Styles change and fashions fluctuate, but some things remain true. We take a look at the ongoing appeal of men’s suiting and take heart from its resilience.
Photography by Jim Marsden
The past year has taken its toll on everyone. There have been so many serious ramifications to the worldwide health crisis. Lifestyles have radically altered, companies have gone belly up and much is still in flux. As a small business, we have had to reevaluate what we do and how we do it, trying our best to cater to our clients’ needs and priorities in an ever changing landscape.
One of the most heartening glimmers of sunshine has been the ongoing customer interest in our suiting. As a bespoke tailor for over three decades, and a ready-to-wear retailer for more than half that time, the gentleman’s suit is the bedrock of our business; the arena we excel in. The existential crisis across the whole sartorial industry is understandable; will people ever want to wear suits again?

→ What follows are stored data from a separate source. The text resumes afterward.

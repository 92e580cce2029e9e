//! Git-backed project history
//!
//! The project directory may be the repository root or a subdirectory of
//! a larger repository; paths are translated accordingly and status
//! checks are limited to the project directory.

use std::path::{Path, PathBuf};

use git2::{ErrorCode, Repository, Signature, Status, StatusOptions};

use crate::error::{CfError, Result};
use crate::history::{CommitId, History};

/// Identity used when git has no `user.name`/`user.email` configured
const FALLBACK_NAME: &str = "cfbuild";
const FALLBACK_EMAIL: &str = "cfbuild@localhost";

pub struct GitHistory {
    repo: Repository,
    /// Project root relative to the repository work directory
    prefix: PathBuf,
}

impl std::fmt::Debug for GitHistory {
    fn fmt(&self, f: &mut std::fmt::Formatter<'_>) -> std::fmt::Result {
        f.debug_struct("GitHistory")
            .field("repo", &self.repo.path())
            .field("prefix", &self.prefix)
            .finish()
    }
}

impl GitHistory {
    /// Open the repository containing `root`
    pub fn open(root: &Path) -> Result<Self> {
        let repo = Repository::discover(root).map_err(|e| CfError::HistoryWrite {
            reason: format!("{} is not inside a git repository: {}", root.display(), e.message()),
        })?;
        Self::from_repo(repo, root)
    }

    /// Open the repository containing `root`, creating one at `root` if none
    pub fn open_or_init(root: &Path) -> Result<Self> {
        match Repository::discover(root) {
            Ok(repo) => Self::from_repo(repo, root),
            Err(_) => {
                tracing::info!("Initializing git repository in {}", root.display());
                let repo = Repository::init(root)?;
                Self::from_repo(repo, root)
            }
        }
    }

    fn from_repo(repo: Repository, root: &Path) -> Result<Self> {
        let workdir = repo.workdir().ok_or_else(|| CfError::HistoryWrite {
            reason: "bare repositories are not supported".to_string(),
        })?;

        let workdir = dunce::canonicalize(workdir)?;
        let root = dunce::canonicalize(root)?;
        let prefix = root
            .strip_prefix(&workdir)
            .map(Path::to_path_buf)
            .map_err(|_| CfError::HistoryWrite {
                reason: format!("{} is outside {}", root.display(), workdir.display()),
            })?;

        Ok(Self { repo, prefix })
    }

    fn repo_path(&self, path: &Path) -> PathBuf {
        self.prefix.join(path)
    }

    fn signature(&self) -> Result<Signature<'static>> {
        match self.repo.signature() {
            Ok(sig) => Ok(sig.to_owned()),
            Err(_) => Ok(Signature::now(FALLBACK_NAME, FALLBACK_EMAIL)?),
        }
    }

    fn head_commit(&self) -> Result<Option<git2::Commit<'_>>> {
        match self.repo.head() {
            Ok(head) => Ok(Some(head.peel_to_commit()?)),
            Err(e) if matches!(e.code(), ErrorCode::UnbornBranch | ErrorCode::NotFound) => Ok(None),
            Err(e) => Err(e.into()),
        }
    }

    /// Apply `paths` from the work directory to `index`
    fn stage(&self, index: &mut git2::Index, paths: &[PathBuf]) -> Result<()> {
        let workdir = self.repo.workdir().unwrap_or_else(|| Path::new("."));
        for path in paths {
            let repo_path = self.repo_path(path);
            if workdir.join(&repo_path).is_file() {
                index.add_path(&repo_path)?;
            } else {
                index.remove_path(&repo_path)?;
            }
        }
        Ok(())
    }

    /// Bring the on-disk index in line for the committed paths
    fn sync_index(&self, paths: &[PathBuf]) -> Result<()> {
        let mut index = self.repo.index()?;
        index.read(true)?;
        self.stage(&mut index, paths)?;
        index.write()?;
        Ok(())
    }

    fn statuses_match(&self, mask: Status) -> Result<bool> {
        let mut options = StatusOptions::new();
        options.include_untracked(true).recurse_untracked_dirs(true);
        if !self.prefix.as_os_str().is_empty() {
            options.pathspec(self.prefix.as_path());
        }

        let statuses = self.repo.statuses(Some(&mut options))?;
        Ok(statuses.iter().any(|entry| entry.status().intersects(mask)))
    }
}

impl History for GitHistory {
    fn commit(&self, paths: &[PathBuf], message: &str) -> Result<CommitId> {
        let parent = self.head_commit()?;

        // Build the tree from HEAD plus our paths only, so anything else the
        // user has staged stays out of the commit.
        let mut index = self.repo.index()?;
        if let Some(parent) = &parent {
            index.read_tree(&parent.tree()?)?;
        } else {
            index.clear()?;
        }
        self.stage(&mut index, paths)?;
        let tree_id = index.write_tree()?;
        let tree = self.repo.find_tree(tree_id)?;

        let sig = self.signature()?;
        let parents: Vec<&git2::Commit<'_>> = parent.iter().collect();
        let oid = self
            .repo
            .commit(Some("HEAD"), &sig, &sig, message, &tree, &parents)?;

        // HEAD has moved; from here on a failure must not undo the files
        if let Err(e) = self.sync_index(paths) {
            tracing::warn!("Committed {} but could not update the git index: {}", oid, e);
        }

        tracing::debug!("Committed {} ({} paths): {}", oid, paths.len(), message);
        Ok(CommitId(oid.to_string()))
    }

    fn current_head(&self) -> Result<Option<CommitId>> {
        Ok(self
            .head_commit()?
            .map(|commit| CommitId(commit.id().to_string())))
    }

    fn has_staged_changes(&self) -> Result<bool> {
        self.statuses_match(
            Status::INDEX_NEW
                | Status::INDEX_MODIFIED
                | Status::INDEX_DELETED
                | Status::INDEX_RENAMED
                | Status::INDEX_TYPECHANGE,
        )
    }

    fn has_working_changes(&self) -> Result<bool> {
        self.statuses_match(
            Status::WT_NEW
                | Status::WT_MODIFIED
                | Status::WT_DELETED
                | Status::WT_RENAMED
                | Status::WT_TYPECHANGE,
        )
    }
}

Photography by Jim Marsden
The modern lounge suit as we know is almost 150 years old. A hybrid of sorts of both elegant formal wear and more relaxed daywear, its basic DNA has remained relatively unchanged for one very good reason: it WORKS. The two piece suit is the great equaliser. Whether a man is short or tall, stout or slim, the right formula of fit, style and pattern will even out the lumps and bumps and make the most of his own unique proportions. Our approach to this problem and solution has always been ‘top down”; taking the expertise and know how we have learnt in our bespoke experience and applying that knowledge across our entire range of made-to-measure and ready-to-wear suiting.
Sure, the ongoing decades have seen fads for lapel size, ankle width and many other impulses; one just has to look at the suits we have provided for the cast of Netflix show The Crown to see the inflections and modifications that have bounced in and out of vogue from the 1930s to the 1980s. Over these past 15 decades, the suit has seen off two world wars alongside countless disasters and health scares. 2020 will not see its demise.
We will still want to look our best. There will be events to attend, milestones to celebrate, dressing up to be done. Client and writer Aleks Cvetkovic has continued to commission tailors during this lockdown period; a decision that makes absolute logical sense for him. “Now is an exciting time to be thinking about tailoring in general and suits in particular,’ he explains. “A positive side effect of the past 10 or so months has been to release the suit from its tired and dreary identity as a corporate uniform, opening it up for reinterpretation. I love working with tailors on what I call ‘day-to-day’ suits; pieces in relaxed fabrics with interesting details that can be worn in any context, from a potter about the locale to drinks with friends. The suit doesn’t have to be ‘formal’, it can be whatever you want it to be.”